El problema no es que el SRPA sea “muy blando”; el problema es que no está garantizado para todos en condiciones dignas, restaurativas y serias. Y que, además, seguimos dejando intactas las estructuras adultas que usan a los menores como carne de cañón.

Cuando escucho a algunos senadores y representantes pedir que adolescentes de 14 o 15 años “paguen como adultos”, me pregunto si alguna vez han pasado una tarde entera hablando con un pelado de esos. Escuchándolo de verdad. Preguntándole qué vio en su casa, qué vio en la calle, quién le dio el arma, quién se beneficia de que él se pudra en una cárcel.

Yo fui uno de esos pelados. A los trece cargaba un revólver. A los quince ya mandaba gente. A los dieciséis tenía precio sobre mi cabeza. Hoy, si el país solo mira mi pasado, seguramente muchos estarían de acuerdo en que merecía pudrirme en una cárcel de adultos.

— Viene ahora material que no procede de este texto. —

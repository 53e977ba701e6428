//! Source location tracking for error messages and $LINENO
//!
//! Provides position and span types for tracking source locations through
//! lexing, parsing, and execution.

/// A position in source code.
#[derive(Debug, Clone, Copy, PartialEq, Eq, Default)]
pub struct Position {
    /// 1-based line number
    pub line: usize,
    /// 1-based column number (byte offset within line)
    pub column: usize,
    /// 0-based byte offset from start of input
    pub offset: usize,
}

impl Position {
    /// Create a new position at line 1, column 1, offset 0.
    pub fn new() -> Self {
        Self {
            line: 1,
            column: 1,
            offset: 0,
        }
    }

    /// Advance position by one character.
    pub fn advance(&mut self, ch: char) {
        self.offset += ch.len_utf8();
        if ch == '\n' {
            self.line += 1;
            self.column = 1;
        } else {
            self.column += 1;
        }
    }
}

impl std::fmt::Display for Position {
    fn fmt(&self, f: &mut std::fmt::Formatter<'_>) -> std::fmt::Result {
        write!(f, "{}:{}", self.line, self.column)
    }
}

/// A span of source code (start to end position).
#[derive(Debug, Clone, Copy, PartialEq, Eq, Default)]
pub struct Span {
    /// Start position (inclusive)
    pub start: Position,
    /// End position (exclusive)
    pub end: Position,
}

impl Span {
    /// Create an empty span at the default position.
    pub fn new() -> Self {
        Self::default()
    }

    /// Create a span from start to end positions.
    pub fn from_positions(start: Position, end: Position) -> Self {
        Self { start, end }
    }

    /// Create a span covering a single position.
    pub fn at(pos: Position) -> Self {
        Self {
            start: pos,
            end: pos,
        }
    }

    /// Merge two spans into one covering both.
    pub fn merge(self, other: Span) -> Self {
        let start = if self.start.offset <= other.start.offset {
            self.start
        } else {
            other.start
        };
        let end = if self.end.offset >= other.end.offset {
            self.end
        } else {
            other.end
        };
        Self { start, end }
    }

    /// Get the starting line number.
    pub fn line(&self) -> usize {
        self.start.line
    }
}

impl std::fmt::Display for Span {
    fn fmt(&self, f: &mut std::fmt::Formatter<'_>) -> std::fmt::Result {
        if self.start.line == self.end.line {
            write!(f, "line {}", self.start.line)
        } else {
            write!(f, "lines {}-{}", self.start.line, self.end.line)
        }
    }
}

#[cfg(test)]
mod tests {
    use super::*;

    #[test]
    fn test_position_advance() {
        let mut pos = Position::new();
        assert_eq!(pos.line, 1);
        assert_eq!(pos.column, 1);
        assert_eq!(pos.offset, 0);

        pos.advance('a');
        assert_eq!(pos.line, 1);
        assert_eq!(pos.column, 2);
        assert_eq!(pos.offset, 1);

        pos.advance('\n');
        assert_eq!(pos.line, 2);
        assert_eq!(pos.column, 1);
        assert_eq!(pos.offset, 2);

        pos.advance('b');
        assert_eq!(pos.line, 2);
        assert_eq!(pos.column, 2);
        assert_eq!(pos.offset, 3);
    }

    #[test]
    fn test_position_display() {
        let pos = Position {
            line: 5,
            column: 10,
            offset: 50,
        };
        assert_eq!(format!("{}", pos), "5:10");
    }

    #[test]
    fn test_span_merge() {
        let span1 = Span {
            start: Position {
                line: 1,
                column: 1,
                offset: 0,
            },
            end: Position {
                line: 1,
                column: 5,
                offset: 4,
            },
        };
        let span2 = Span {
            start: Position {
                line: 1,
                column: 10,
                offset: 9,
            },
            end: Position {
                line: 2,
                column: 3,
                offset: 15,
            },
        };
        let merged = span1.merge(span2);
        assert_eq!(merged.start.offset, 0);
        assert_eq!(merged.end.offset, 15);
    }

    #[test]
    fn test_span_display() {
        let single_line = Span {
            start: Position {
                line: 3,
                column: 1,
                offset: 0,
            },
            end: Position {
                line: 3,
                column: 10,
                offset: 9,
            },
        };
        assert_eq!(format!("{}", single_line), "line 3");

        let multi_line = Span {
            start: Position {
                line: 1,
                column: 1,
                offset: 0,
            },
            end: Position {
                line: 5,
                column: 1,
                offset: 50,
            },
        };
        assert_eq!(format!("{}", multi_line), "lines 1-5");
    }
}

Pero aquí estoy, escribiendo esto, estudiando Derecho, tratando de ser un buen papá para mi hijo, usando el liderazgo que antes servía para la guerra ahora para ayudar a otros a no repetir mi camino. Eso no pasó por arte de magia. Pasó porque, en lugar de hundirme definitivamente, hubo un sistema —con todas sus fallas— que todavía apostó por la idea de que un adolescente puede cambiar.

Sé que la familia de Miguel Uribe tiene derecho a pedir justicia. Sé que su asesinato dolió a medio país. Sé que es fácil indignarse cuando uno ve que el menor que disparó solo recibe siete años. Pero también sé que ese pelado, igual que yo, es parte de un engranaje donde los adultos mandan y los adolescentes ejecutan. Y que si la respuesta es solo meterlo en una cárcel de adultos y tirar la llave, las estructuras que lo mandaron seguirán intactas, esperando al próximo niño.

No escribo esto para que alguien diga: “pobrecito, démosle menos años a los que matan”. Lo escribo para mostrar que la pregunta no debería ser solo cuántos años de sanción recibe un adolescente, sino qué hacemos con esos años. ¿Lo dejamos encerrado, acumulando odio y rencor, o los usamos para que entienda, repare y construya algo distinto?

Yo soy prueba viva de que alguien puede cambiar. No porque yo sea mejor que otros, sino porque a mí me dieron una oportunidad acompañada de procesos reales: educación, reflexión, proyectos, radio, escritura, terapia, vínculos. Si el sistema se reduce a castigo, sin nada de eso, lo que vamos a producir no es justicia, sino más violencia.

Mientras el Congreso discute si bajar la edad penal o si mantener la justicia restaurativa, yo sigo yendo a clase, sigo siendo papá, sigo tratando de no olvidar nunca de dónde vengo. Y cada vez que escucho a un político decir que “la solución es que paguen como adultos”, recuerdo la noche de la bala. Recuerdo al niño que fui. Y pienso en todos los que vienen detrás.

Si de verdad queremos que no haya más personas como Miguel Uribe asesinados, ni más adolescentes disparando por órdenes de otros, necesitamos algo más que más años de cárcel. Necesitamos un sistema juvenil fuerte, coherente, restaurativo, que llegue a todos los territorios. Y necesitamos, sobre todo, dejar de ver a los pelados solo como monstruos y empezar a ver también lo que los hizo así.

Si alguien quiere una prueba de que un adolescente puede cambiar, que me mire a mí. No para absolverme, sino para entender que la venganza no es política pública. Y que un país que solo sabe castigar, pero no sabe transformar, está condenado a repetir su propia violencia una y otra vez.